Methods-- The specific mutants casp-9 (D315A), casp-9 (D330A), and casp-9 (D315A/D330A) were constructed using overlap polymerase chain reaction techniques. A CARD domain deleted form (Delta CARD casp-9) was constructed by truncating the cDNA and introducing an initiator codon substituting Val139. All constructs were expressed in E. coli and isolated by virtue of an engineered C-terminal His6 purification tag as described previously (19, 20). The sizes and composition of purified proteins and protein fragments were analyzed by SDS-PAGE and/or MALDI-TOF.

Cytosolic extracts of 293 cells, and casp-9-depleted extracts were prepared as described (8). The extracts were stored in appropriate portions at -80 °C. Activation of casp-9 in cytosolic extracts was initiated by addition of 1 mM dATP and 10 µM cyto-c followed by incubation at 37 °C for 30 min (3). These conditions routinely result in 100% activation of the endogenous executioner casp-3 as judged by comparison with recombinant, fully active casp-3. The caspase activity in 2.5 µl of cytosolic extract was determined by measuring the cleavage of Ac-DEVD-AFC as described previously (8, 20, 21).

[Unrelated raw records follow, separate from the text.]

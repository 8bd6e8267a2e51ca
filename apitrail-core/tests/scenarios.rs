//! End-to-end change scenarios, through the diff engine and the analyzer.

use apitrail_core::{
    diff, Analyzer, ApiElement, ApiKind, ChangeType, MemoryTree, StaticProvider, VersionInfo,
};

fn make_function(signature: &str) -> ApiElement {
    ApiElement::new("f", ApiKind::Function, "pkg").with_signature(signature)
}

fn make_tree(source: &str) -> MemoryTree {
    MemoryTree::new("pkg").with_file("pkg/__init__.py", source)
}

fn init_tracing() {
    let _ = tracing_subscriber::fmt()
        .with_test_writer()
        .with_env_filter("apitrail_core=debug")
        .try_init();
}

#[test]
fn test_removed_function() {
    let old = vec![make_function("(x) -> None")];
    let changes = diff(&old, &[], "1.0", "2.0");

    assert_eq!(changes.len(), 1);
    let change = &changes[0];
    assert_eq!(change.change_type(), ChangeType::Removed);
    assert_eq!(change.api_name(), "pkg.f");
    assert_eq!(change.from_version(), Some("1.0"));
    assert_eq!(change.to_version(), None);
    assert!(!change.is_backwards_compatible());
}

#[test]
fn test_added_function() {
    let new = vec![make_function("(x) -> None")];
    let changes = diff(&[], &new, "1.0", "2.0");

    assert_eq!(changes.len(), 1);
    let change = &changes[0];
    assert_eq!(change.change_type(), ChangeType::Added);
    assert_eq!(change.from_version(), None);
    assert_eq!(change.to_version(), Some("2.0"));
    assert!(change.is_backwards_compatible());
}

#[test]
fn test_defaulted_parameter_is_compatible_modification() {
    let old = vec![make_function("(x) -> None")];
    let new = vec![make_function("(x, y=1) -> None")];
    let changes = diff(&old, &new, "1.0", "1.1");

    assert_eq!(changes.len(), 1);
    let change = &changes[0];
    assert_eq!(change.change_type(), ChangeType::Modified);
    assert_eq!(change.old_signature(), Some("(x) -> None"));
    assert_eq!(change.new_signature(), Some("(x, y=1) -> None"));
    assert!(change.is_backwards_compatible());
}

#[test]
fn test_required_parameter_is_breaking() {
    let old = vec![make_function("(x) -> None")];
    let new = vec![make_function("(x, y) -> None")];
    let changes = diff(&old, &new, "1.0", "1.1");

    assert_eq!(changes.len(), 1);
    assert_eq!(changes[0].change_type(), ChangeType::Modified);
    assert!(!changes[0].is_backwards_compatible());
}

#[test]
fn test_newly_deprecated() {
    let old = vec![make_function("(x) -> None")];
    let new = vec![make_function("(x) -> None").mark_deprecated()];
    let changes = diff(&old, &new, "1.0", "1.1");

    assert_eq!(changes.len(), 1);
    assert_eq!(changes[0].change_type(), ChangeType::Deprecated);
    assert_eq!(changes[0].from_version(), Some("1.0"));
    assert_eq!(changes[0].to_version(), Some("1.1"));
    assert!(changes[0].is_backwards_compatible());
}

#[test]
fn test_reappearance_through_analyzer() {
    init_tracing();
    let provider = StaticProvider::new()
        .with_version(
            "pkg",
            VersionInfo::new("1.0", Some("2023-01-01")),
            make_tree("def f(x):\n    pass\n\ndef g():\n    pass\n"),
        )
        .with_version(
            "pkg",
            VersionInfo::new("2.0", Some("2023-02-01")),
            make_tree("def g():\n    pass\n"),
        )
        .with_version(
            "pkg",
            VersionInfo::new("3.0", Some("2023-03-01")),
            make_tree("def f(x):\n    pass\n\ndef g():\n    pass\n"),
        );

    let result = Analyzer::new(provider)
        .analyze_package("pkg", None, None, None)
        .unwrap();

    let lifecycle = result.lifecycle("f");
    assert_eq!(lifecycle.introduced_in, None);
    assert_eq!(lifecycle.removed_in.as_deref(), Some("2.0"));
    assert_eq!(lifecycle.versions_present, vec!["1.0", "3.0"]);

    let events: Vec<_> = lifecycle
        .events
        .iter()
        .map(|e| (e.change_type, e.version.as_str()))
        .collect();
    assert_eq!(
        events,
        vec![(ChangeType::Removed, "2.0"), (ChangeType::Added, "3.0")]
    );
    assert!(lifecycle.is_present_at_end(&result.versions));

    let untouched = result.lifecycle("pkg.g");
    assert!(untouched.events.is_empty());
    assert_eq!(untouched.versions_present.len(), 3);
}

#[test]
fn test_extracted_signatures_drive_compatibility() {
    let provider = StaticProvider::new()
        .with_version(
            "pkg",
            VersionInfo::new("1.0", None),
            make_tree(
                "class Client:\n    def get(self, url: str) -> bytes:\n        pass\n\n    def close(self):\n        pass\n",
            ),
        )
        .with_version(
            "pkg",
            VersionInfo::new("1.1", None),
            make_tree(
                "class Client:\n    def get(self, url: str, *, timeout: float = 5.0) -> bytes:\n        pass\n\n    def close(self, force):\n        pass\n",
            ),
        );

    let result = Analyzer::new(provider)
        .compare_versions("pkg", "1.0", "1.1")
        .unwrap();

    let modified = result.changes_filtered(Some(&[ChangeType::Modified]), Some(&[ApiKind::Method]));
    assert_eq!(modified.len(), 2);

    let by_name = |name: &str| {
        modified
            .iter()
            .find(|c| c.api_name() == name)
            .map(|c| c.is_backwards_compatible())
    };
    assert_eq!(by_name("pkg.Client.get"), Some(true));
    assert_eq!(by_name("pkg.Client.close"), Some(false));
    assert!(result.has_breaking_changes());
}

#[test]
fn test_summary_counts() {
    let provider = StaticProvider::new()
        .with_version("pkg", VersionInfo::new("1.0", None), make_tree("A = 1\n"))
        .with_version(
            "pkg",
            VersionInfo::new("2.0", None),
            make_tree("A = 1\nB = 2\n\ndef f():\n    pass\n"),
        );

    let result = Analyzer::new(provider)
        .analyze_package("pkg", None, None, None)
        .unwrap();
    let summary = result.summary();

    assert_eq!(summary.total_versions, 2);
    assert_eq!(summary.total_changes, 2);
    assert_eq!(summary.change_types[&ChangeType::Added], 2);
    assert_eq!(summary.change_types[&ChangeType::Removed], 0);
    assert_eq!(summary.api_types[&ApiKind::Constant], 2);
    assert_eq!(summary.api_types[&ApiKind::Function], 1);
    assert_eq!(summary.unique_apis, 3);
    assert_eq!(summary.versions[1].changes_count, 2);
}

Alternatively, the generation of activity can be followed by release of pNA from Ac-DEVD-pNA, reflecting the instantaneous generation of executioner caspases, which in 293 cells is predominantly due to casp-3 (8).

SDS-PAGE was performed using 8-18% acrylamide gels in the 2amino-2-methyl-1,3-propandiol/glycine discontinuous buffer system (22). After electrophoresis the gels were either stained using Gel-Code (Pierce) according to the manufacturer's protocol or blotted to Immobilon-P (Millipore) (23). Western blot analysis was performed with the ECL kit (Amersham Pharmacia Biotech) using rabbit anti-casp-3 and anti-casp-9.

Cell death assays were performed as described previously (24). Briefly, 2.5 × 105 293T cells were transfected with 1 µg of the mutant or wild-type plasmids plus 0.1 µg of cytomegalovirus-beta -galactosidase in six-well tissue culture dishes using calcium phosphate precipitation. Approximately 36 h after transfection, the cells were fixed with 0.5% glutaraldehyde and then stained with 5-bromo-4-chloro-3-indoxyl-beta -D-galactopyranoside and examined by phase contrast microscopy. At least 300 beta -galactosidase-positive cells were counted for each transfection and identified as apoptotic or nonapoptotic based on morphological alterations typical of adherent cells undergoing apoptosis, including becoming rounded, condensed, and detached from the dish (25). Percent apoptosis represents the mean value from two independent experiments (mean ± S.D.).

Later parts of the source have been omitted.